HOW TO COMPLETE THIS TASK: Look through the listing below for the string "basic". Show each line where it occurs.

DATASET CONTENT:
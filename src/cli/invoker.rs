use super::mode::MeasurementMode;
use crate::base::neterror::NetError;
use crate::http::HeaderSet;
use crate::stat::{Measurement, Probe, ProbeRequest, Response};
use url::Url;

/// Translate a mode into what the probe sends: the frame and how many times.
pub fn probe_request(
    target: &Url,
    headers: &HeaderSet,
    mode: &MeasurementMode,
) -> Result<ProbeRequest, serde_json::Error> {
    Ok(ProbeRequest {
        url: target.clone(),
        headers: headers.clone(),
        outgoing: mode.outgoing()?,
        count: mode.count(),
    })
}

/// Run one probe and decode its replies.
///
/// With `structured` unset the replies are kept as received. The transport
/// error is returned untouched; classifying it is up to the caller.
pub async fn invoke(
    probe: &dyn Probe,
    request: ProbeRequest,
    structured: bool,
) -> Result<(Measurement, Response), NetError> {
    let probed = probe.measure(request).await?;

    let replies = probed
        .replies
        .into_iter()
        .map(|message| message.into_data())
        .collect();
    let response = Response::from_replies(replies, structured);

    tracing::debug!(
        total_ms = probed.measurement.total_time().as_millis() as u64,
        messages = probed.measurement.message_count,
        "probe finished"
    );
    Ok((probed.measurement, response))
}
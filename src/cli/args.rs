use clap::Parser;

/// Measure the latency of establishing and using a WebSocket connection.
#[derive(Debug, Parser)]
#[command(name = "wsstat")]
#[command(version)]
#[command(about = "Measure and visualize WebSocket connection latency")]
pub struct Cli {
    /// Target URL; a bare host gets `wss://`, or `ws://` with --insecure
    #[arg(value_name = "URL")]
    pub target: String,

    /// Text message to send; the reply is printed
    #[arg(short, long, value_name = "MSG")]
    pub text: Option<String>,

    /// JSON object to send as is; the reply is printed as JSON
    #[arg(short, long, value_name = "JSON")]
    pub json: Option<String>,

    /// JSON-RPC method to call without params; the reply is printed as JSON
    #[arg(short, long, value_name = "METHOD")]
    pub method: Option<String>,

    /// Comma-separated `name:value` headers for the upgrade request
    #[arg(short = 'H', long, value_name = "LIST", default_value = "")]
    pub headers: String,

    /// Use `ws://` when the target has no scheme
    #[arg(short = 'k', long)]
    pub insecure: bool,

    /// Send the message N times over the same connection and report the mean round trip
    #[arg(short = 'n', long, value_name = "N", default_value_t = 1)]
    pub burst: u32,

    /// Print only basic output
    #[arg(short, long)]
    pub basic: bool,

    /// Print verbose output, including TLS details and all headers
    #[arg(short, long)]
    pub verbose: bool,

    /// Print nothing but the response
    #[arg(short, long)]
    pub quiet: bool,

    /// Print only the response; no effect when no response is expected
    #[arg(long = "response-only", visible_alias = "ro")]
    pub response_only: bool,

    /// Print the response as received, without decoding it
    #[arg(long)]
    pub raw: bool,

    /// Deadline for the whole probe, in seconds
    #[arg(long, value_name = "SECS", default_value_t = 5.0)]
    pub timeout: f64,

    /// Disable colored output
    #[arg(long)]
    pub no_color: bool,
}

---

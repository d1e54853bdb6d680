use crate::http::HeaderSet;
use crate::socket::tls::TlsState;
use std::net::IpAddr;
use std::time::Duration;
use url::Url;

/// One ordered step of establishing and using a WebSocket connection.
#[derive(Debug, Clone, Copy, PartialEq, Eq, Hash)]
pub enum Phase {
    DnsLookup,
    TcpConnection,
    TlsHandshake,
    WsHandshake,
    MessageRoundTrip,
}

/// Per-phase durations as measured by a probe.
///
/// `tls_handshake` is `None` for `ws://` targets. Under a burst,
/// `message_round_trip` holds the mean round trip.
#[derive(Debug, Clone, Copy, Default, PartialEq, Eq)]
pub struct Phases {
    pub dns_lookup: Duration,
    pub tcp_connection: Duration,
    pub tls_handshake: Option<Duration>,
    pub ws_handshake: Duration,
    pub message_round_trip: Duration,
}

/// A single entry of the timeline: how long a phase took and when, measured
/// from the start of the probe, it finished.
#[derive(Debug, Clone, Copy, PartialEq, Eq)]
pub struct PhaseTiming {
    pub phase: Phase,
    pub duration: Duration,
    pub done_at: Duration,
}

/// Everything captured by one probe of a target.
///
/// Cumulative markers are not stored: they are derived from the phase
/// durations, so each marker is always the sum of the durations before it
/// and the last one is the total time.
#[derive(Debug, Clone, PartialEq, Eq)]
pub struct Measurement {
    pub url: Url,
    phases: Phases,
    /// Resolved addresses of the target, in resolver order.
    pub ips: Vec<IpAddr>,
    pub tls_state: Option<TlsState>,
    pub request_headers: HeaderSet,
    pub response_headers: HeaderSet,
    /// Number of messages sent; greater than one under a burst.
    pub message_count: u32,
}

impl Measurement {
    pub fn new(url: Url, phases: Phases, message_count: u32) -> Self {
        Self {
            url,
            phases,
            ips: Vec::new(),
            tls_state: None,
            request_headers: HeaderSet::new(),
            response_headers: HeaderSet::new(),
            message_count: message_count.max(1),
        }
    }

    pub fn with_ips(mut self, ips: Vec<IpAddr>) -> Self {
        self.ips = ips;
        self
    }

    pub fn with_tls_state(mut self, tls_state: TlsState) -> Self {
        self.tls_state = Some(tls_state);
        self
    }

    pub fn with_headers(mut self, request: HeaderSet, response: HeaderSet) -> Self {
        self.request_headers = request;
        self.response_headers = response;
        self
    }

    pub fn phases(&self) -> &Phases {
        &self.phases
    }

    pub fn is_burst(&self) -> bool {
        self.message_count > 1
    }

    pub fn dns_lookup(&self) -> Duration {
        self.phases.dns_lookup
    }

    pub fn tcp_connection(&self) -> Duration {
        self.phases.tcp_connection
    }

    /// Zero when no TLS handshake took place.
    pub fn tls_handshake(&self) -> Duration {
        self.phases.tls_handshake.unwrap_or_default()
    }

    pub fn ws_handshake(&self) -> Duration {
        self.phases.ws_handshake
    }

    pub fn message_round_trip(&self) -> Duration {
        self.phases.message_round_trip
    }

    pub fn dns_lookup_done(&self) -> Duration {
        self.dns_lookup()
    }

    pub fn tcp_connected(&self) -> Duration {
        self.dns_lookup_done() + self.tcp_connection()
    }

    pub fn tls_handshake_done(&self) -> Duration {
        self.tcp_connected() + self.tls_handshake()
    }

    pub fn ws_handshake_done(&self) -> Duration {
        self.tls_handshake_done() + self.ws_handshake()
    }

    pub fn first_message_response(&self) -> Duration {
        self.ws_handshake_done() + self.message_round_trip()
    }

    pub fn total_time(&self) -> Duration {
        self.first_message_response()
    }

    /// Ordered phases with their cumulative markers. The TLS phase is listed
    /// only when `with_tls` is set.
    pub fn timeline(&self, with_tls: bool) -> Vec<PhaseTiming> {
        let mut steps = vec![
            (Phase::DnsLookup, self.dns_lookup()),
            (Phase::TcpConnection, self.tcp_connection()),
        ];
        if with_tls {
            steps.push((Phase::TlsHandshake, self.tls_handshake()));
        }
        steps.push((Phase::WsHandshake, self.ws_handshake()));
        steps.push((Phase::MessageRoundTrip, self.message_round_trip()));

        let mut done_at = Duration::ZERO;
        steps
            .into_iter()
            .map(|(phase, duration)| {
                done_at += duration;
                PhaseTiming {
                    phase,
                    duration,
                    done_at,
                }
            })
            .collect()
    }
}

RESULT BELOW:
    /// Print only basic output
    pub basic: bool,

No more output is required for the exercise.